聞こえない案内
駅員になって十九日目、小田切冴は、白い杖を持つ男性ではなく、その隣の女性から初めて強い苦情を受けた。
「介助を予約したのに、二十分も誰も来ませんでした。放送だけ何度も流して、それで案内したつもりですか」
男性は補聴器も使っていた。予約票には〈聴覚障害あり・連絡は文字で〉と赤字で記されている。ところが待ち合わせ場所は、工事で閉鎖された東改札のままだった。
担当駅員は構内放送で名前を呼び、西改札へ来るよう案内したという。記録上は「呼出済み」。さらに業務日誌には〈応答なし〉とあり、連絡できなかった理由が利用者側にあるように見えた。先輩は「工事案内は掲示しているので、双方の行き違い」と説明した。
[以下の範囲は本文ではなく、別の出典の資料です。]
use std::fmt;

/// Capability a device notice refers to
#[derive(Debug, Clone, Copy, PartialEq, Eq)]
pub enum Feature {
    Camera,
    Microphone,
    ScreenShare,
    Recording,
}

impl fmt::Display for Feature {
    fn fmt(&self, f: &mut fmt::Formatter<'_>) -> fmt::Result {
        match self {
            Feature::Camera => write!(f, "camera"),
            Feature::Microphone => write!(f, "microphone"),
            Feature::ScreenShare => write!(f, "screen share"),
            Feature::Recording => write!(f, "recording"),
        }
    }
}

/// User-facing message about something that went wrong
#[derive(Debug, Clone, PartialEq, Eq)]
pub enum Notice {
    Device { feature: Feature, message: String },
    Peer { peer_id: Option<String>, message: String },
    Recording { message: String },
}

impl fmt::Display for Notice {
    fn fmt(&self, f: &mut fmt::Formatter<'_>) -> fmt::Result {
        match self {
            Notice::Device { feature, message } => write!(f, "Could not use {}: {}", feature, message),
            Notice::Peer {
                peer_id: Some(peer_id),
                message,
            } => write!(f, "Connection to {} failed: {}", peer_id, message),
            Notice::Peer { peer_id: None, message } => write!(f, "Connection problem: {}", message),
            Notice::Recording { message } => write!(f, "Recording problem: {}", message),
        }
    }
}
冴は東改札へ走った。仮囲いの前に、背の低い案内板が一枚ある。人の流れに隠れ、点字ブロックは囲いの手前で途切れていた。音声を聞きにくい人にも、目で案内板を見つけにくい人にも、西改札へ移る方法が伝わっていない。
冴は女性へ電話し、ショートメッセージでも現在地を送った。二人は売店脇のベンチにいた。女性は何度も東改札へ戻り、男性は動けば行き違うと思って待っていたという。乗る予定だった列車は出た後だった。
「次の列車へご案内します。遅れた理由は、こちらの引き継ぎ不足です」
冴は男性の手のひらへ、指でホーム番号を書こうとして止めた。予約票に〈文字で〉とあるからといって、方法を勝手に決めてはいけない。筆談ボード、スマートフォン、手のひら、どれがよいか尋ねると、男性はスマートフォンを指した。
冴は乗車位置までの経路を大きな文字で入力し、一緒に歩いた。曲がる前に画面を見せ、段差の手前で立ち止まり、男性が合図を確認してから進んだ。ホームでは次駅の係員へ、音声ではなく業務端末の文章で引き継いだ。
列車が出た後、冴は予約票の最上段に「工事による集合場所変更を前日までに文字連絡」と追加し、東改札の案内板を目線の高さへ移す申請を書いた。
翌日の介助予約一覧を見た先輩が、「初クレームの後だし、外れる?」と聞いた。
冴は次の予約票を印刷した。連絡方法の欄を最初に確認し、自分の担当印を押す。